> _DATASET RECORDS_:

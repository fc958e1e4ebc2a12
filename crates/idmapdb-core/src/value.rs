//! Payload values and the tagged array JSON codec.
//!
//! JSON has no native multi-dimensional array type, so numeric arrays are
//! persisted as tagged objects whose nesting depth equals the array shape:
//!
//! ```json
//! {"__type__": "numpy_array", "__value__": [[1.0, 2.0], [3.0, 4.0]]}
//! ```
//!
//! Decoding is a single recursive pass over the parsed JSON tree: any
//! object carrying exactly the two keys above is an array reconstruction
//! directive; every other object decodes literally. The round-trip law
//! `Value::from_json(&v.to_json()?)? == v` holds for every value, shape
//! included.

use crate::error::{Error, Result};
use indexmap::IndexMap;
use serde_json::{Map as JsonMap, Number, Value as JsonValue};

/// Tag key marking an encoded array object.
const TAG_KEY: &str = "__type__";

/// Content key carrying the nested-list representation.
const VALUE_KEY: &str = "__value__";

/// Tag value identifying a numeric array.
const ARRAY_TAG: &str = "numpy_array";

/// Fixed-shape numeric array payload.
///
/// Elements are stored row-major in a flat `f64` buffer; the shape is kept
/// separately so a `(3, 4)` array reloads as `(3, 4)`, never `(12,)`.
#[derive(Debug, Clone, PartialEq)]
pub struct NdArray {
    /// Dimension sizes, outermost first
    shape: Vec<usize>,
    /// Row-major element buffer, `shape.iter().product()` long
    data: Vec<f64>,
}

impl NdArray {
    /// Creates an array from a shape and a row-major element buffer.
    ///
    /// # Errors
    ///
    /// Returns [`Error::DimensionMismatch`] if the shape is empty or its
    /// element count does not match the buffer length.
    pub fn new(shape: Vec<usize>, data: Vec<f64>) -> Result<Self> {
        if shape.is_empty() {
            return Err(Error::DimensionMismatch {
                expected: 1,
                actual: 0,
            });
        }
        let expected: usize = shape.iter().product();
        if expected != data.len() {
            return Err(Error::DimensionMismatch {
                expected,
                actual: data.len(),
            });
        }
        Ok(Self { shape, data })
    }

    /// Creates a one-dimensional array from a flat buffer.
    #[must_use]
    pub fn from_flat(data: Vec<f64>) -> Self {
        Self {
            shape: vec![data.len()],
            data,
        }
    }

    /// Dimension sizes, outermost first.
    #[must_use]
    pub fn shape(&self) -> &[usize] {
        &self.shape
    }

    /// Row-major element buffer.
    #[must_use]
    pub fn data(&self) -> &[f64] {
        &self.data
    }

    /// Total element count.
    #[must_use]
    pub fn len(&self) -> usize {
        self.data.len()
    }

    /// Returns true if the array holds no elements.
    #[must_use]
    pub fn is_empty(&self) -> bool {
        self.data.is_empty()
    }

    /// Returns the element at a full multi-dimensional index, or `None` if
    /// the index rank or any coordinate is out of range.
    #[must_use]
    pub fn get(&self, index: &[usize]) -> Option<f64> {
        if index.len() != self.shape.len() {
            return None;
        }
        let mut flat = 0;
        for (&coord, &size) in index.iter().zip(&self.shape) {
            if coord >= size {
                return None;
            }
            flat = flat * size + coord;
        }
        self.data.get(flat).copied()
    }

    /// Renders the nested-list JSON representation.
    fn to_nested_json(&self) -> Result<JsonValue> {
        fn nest(shape: &[usize], data: &[f64]) -> Result<JsonValue> {
            match shape {
                [] => unreachable!("constructor rejects rank-0 arrays"),
                [_] => data
                    .iter()
                    .map(|&v| finite_number(v))
                    .collect::<Result<_>>()
                    .map(JsonValue::Array),
                [_, rest @ ..] => {
                    let stride: usize = rest.iter().product();
                    data.chunks(stride)
                        .map(|chunk| nest(rest, chunk))
                        .collect::<Result<_>>()
                        .map(JsonValue::Array)
                }
            }
        }
        nest(&self.shape, &self.data)
    }

    /// Rebuilds an array from a nested-list JSON representation.
    ///
    /// The nesting must be rectangular and every leaf numeric; anything
    /// else makes the directive unsatisfiable.
    fn from_nested_json(json: &JsonValue) -> Result<Self> {
        fn collect(
            json: &JsonValue,
            depth: usize,
            shape: &mut Vec<usize>,
            data: &mut Vec<f64>,
        ) -> Result<()> {
            match json {
                JsonValue::Array(items) => {
                    if depth == shape.len() {
                        if !data.is_empty() {
                            return Err(ragged());
                        }
                        shape.push(items.len());
                    } else if shape[depth] != items.len() {
                        return Err(ragged());
                    }
                    for item in items {
                        collect(item, depth + 1, shape, data)?;
                    }
                    Ok(())
                }
                JsonValue::Number(n) => {
                    if depth != shape.len() {
                        return Err(ragged());
                    }
                    data.push(n.as_f64().ok_or_else(|| {
                        Error::Serialization(format!("array leaf {n} is not representable as f64"))
                    })?);
                    Ok(())
                }
                other => Err(Error::Serialization(format!(
                    "array leaf must be a number, got {other}"
                ))),
            }
        }

        fn ragged() -> Error {
            Error::Serialization("tagged array value is not a rectangular nested list".to_string())
        }

        if !json.is_array() {
            return Err(Error::Serialization(
                "tagged array value must be a nested list".to_string(),
            ));
        }
        let mut shape = Vec::new();
        let mut data = Vec::new();
        collect(json, 0, &mut shape, &mut data)?;
        Self::new(shape, data)
    }
}

/// A payload value stored in the mapper.
///
/// Dynamic payloads are modeled as a closed set of variants rather than
/// runtime type inspection; arrays carry their shape so they survive a
/// save/load cycle exactly.
#[derive(Debug, Clone, PartialEq)]
pub enum Value {
    /// JSON null.
    Null,
    /// Boolean.
    Bool(bool),
    /// Native integer.
    Int(i64),
    /// Native float.
    Float(f64),
    /// Text.
    Text(String),
    /// Fixed-shape numeric array, encoded with the tagged scheme.
    Array(NdArray),
    /// Plain JSON list of values.
    Sequence(Vec<Value>),
    /// Plain JSON object of values, insertion order preserved.
    Map(IndexMap<String, Value>),
}

impl Value {
    /// Encodes the value into its persisted JSON form.
    ///
    /// # Errors
    ///
    /// Returns [`Error::Serialization`] if a float is non-finite (JSON has
    /// no representation for NaN or infinities).
    pub fn to_json(&self) -> Result<JsonValue> {
        match self {
            Self::Null => Ok(JsonValue::Null),
            Self::Bool(b) => Ok(JsonValue::Bool(*b)),
            Self::Int(i) => Ok(JsonValue::Number(Number::from(*i))),
            Self::Float(f) => finite_number(*f),
            Self::Text(s) => Ok(JsonValue::String(s.clone())),
            Self::Array(array) => {
                let mut tagged = JsonMap::with_capacity(2);
                tagged.insert(TAG_KEY.to_string(), JsonValue::String(ARRAY_TAG.to_string()));
                tagged.insert(VALUE_KEY.to_string(), array.to_nested_json()?);
                Ok(JsonValue::Object(tagged))
            }
            Self::Sequence(items) => items
                .iter()
                .map(Self::to_json)
                .collect::<Result<_>>()
                .map(JsonValue::Array),
            Self::Map(entries) => {
                let mut object = JsonMap::with_capacity(entries.len());
                for (key, value) in entries {
                    object.insert(key.clone(), value.to_json()?);
                }
                Ok(JsonValue::Object(object))
            }
        }
    }

    /// Decodes a parsed JSON tree into a value, interpreting tagged array
    /// objects.
    ///
    /// An object with exactly the keys `__type__: "numpy_array"` and
    /// `__value__` is an array reconstruction directive; all other objects
    /// decode literally. Integral JSON numbers decode as [`Value::Int`],
    /// the rest as [`Value::Float`].
    ///
    /// # Errors
    ///
    /// Returns [`Error::Serialization`] if an array directive carries a
    /// ragged or non-numeric nested list.
    pub fn from_json(json: &JsonValue) -> Result<Self> {
        match json {
            JsonValue::Null => Ok(Self::Null),
            JsonValue::Bool(b) => Ok(Self::Bool(*b)),
            JsonValue::Number(n) => Ok(decode_number(n)),
            JsonValue::String(s) => Ok(Self::Text(s.clone())),
            JsonValue::Array(items) => items
                .iter()
                .map(Self::from_json)
                .collect::<Result<_>>()
                .map(Self::Sequence),
            JsonValue::Object(object) => {
                if let Some(nested) = array_directive(object) {
                    return NdArray::from_nested_json(nested).map(Self::Array);
                }
                let mut entries = IndexMap::with_capacity(object.len());
                for (key, value) in object {
                    entries.insert(key.clone(), Self::from_json(value)?);
                }
                Ok(Self::Map(entries))
            }
        }
    }

    /// Returns the integer content, if this is a [`Value::Int`].
    #[must_use]
    pub fn as_i64(&self) -> Option<i64> {
        match self {
            Self::Int(i) => Some(*i),
            _ => None,
        }
    }

    /// Returns the float content of a [`Value::Int`] or [`Value::Float`].
    #[must_use]
    pub fn as_f64(&self) -> Option<f64> {
        match self {
            Self::Int(i) => Some(*i as f64),
            Self::Float(f) => Some(*f),
            _ => None,
        }
    }

    /// Returns the text content, if this is a [`Value::Text`].
    #[must_use]
    pub fn as_str(&self) -> Option<&str> {
        match self {
            Self::Text(s) => Some(s),
            _ => None,
        }
    }

    /// Returns the array content, if this is a [`Value::Array`].
    #[must_use]
    pub fn as_array(&self) -> Option<&NdArray> {
        match self {
            Self::Array(array) => Some(array),
            _ => None,
        }
    }
}

/// Matches the exact tag-and-value-key shape of an encoded array.
///
/// Objects with extra keys, or a different tag, are plain data.
fn array_directive(object: &JsonMap<String, JsonValue>) -> Option<&JsonValue> {
    if object.len() != 2 {
        return None;
    }
    match object.get(TAG_KEY) {
        Some(JsonValue::String(tag)) if tag == ARRAY_TAG => object.get(VALUE_KEY),
        _ => None,
    }
}

fn decode_number(n: &Number) -> Value {
    n.as_i64()
        .map_or_else(|| Value::Float(n.as_f64().unwrap_or_default()), Value::Int)
}

fn finite_number(f: f64) -> Result<JsonValue> {
    Number::from_f64(f)
        .map(JsonValue::Number)
        .ok_or_else(|| Error::Serialization(format!("non-finite float {f} has no JSON form")))
}

impl From<i64> for Value {
    fn from(v: i64) -> Self {
        Self::Int(v)
    }
}

impl From<f64> for Value {
    fn from(v: f64) -> Self {
        Self::Float(v)
    }
}

impl From<bool> for Value {
    fn from(v: bool) -> Self {
        Self::Bool(v)
    }
}

impl From<&str> for Value {
    fn from(v: &str) -> Self {
        Self::Text(v.to_string())
    }
}

impl From<String> for Value {
    fn from(v: String) -> Self {
        Self::Text(v)
    }
}

impl From<NdArray> for Value {
    fn from(v: NdArray) -> Self {
        Self::Array(v)
    }
}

> _INSTRUCTIONS FOR THE TASK_:
Report how many lines in the listing above have the string "collect" in them; write the number only.

> _YOUR RESPONSE_:
7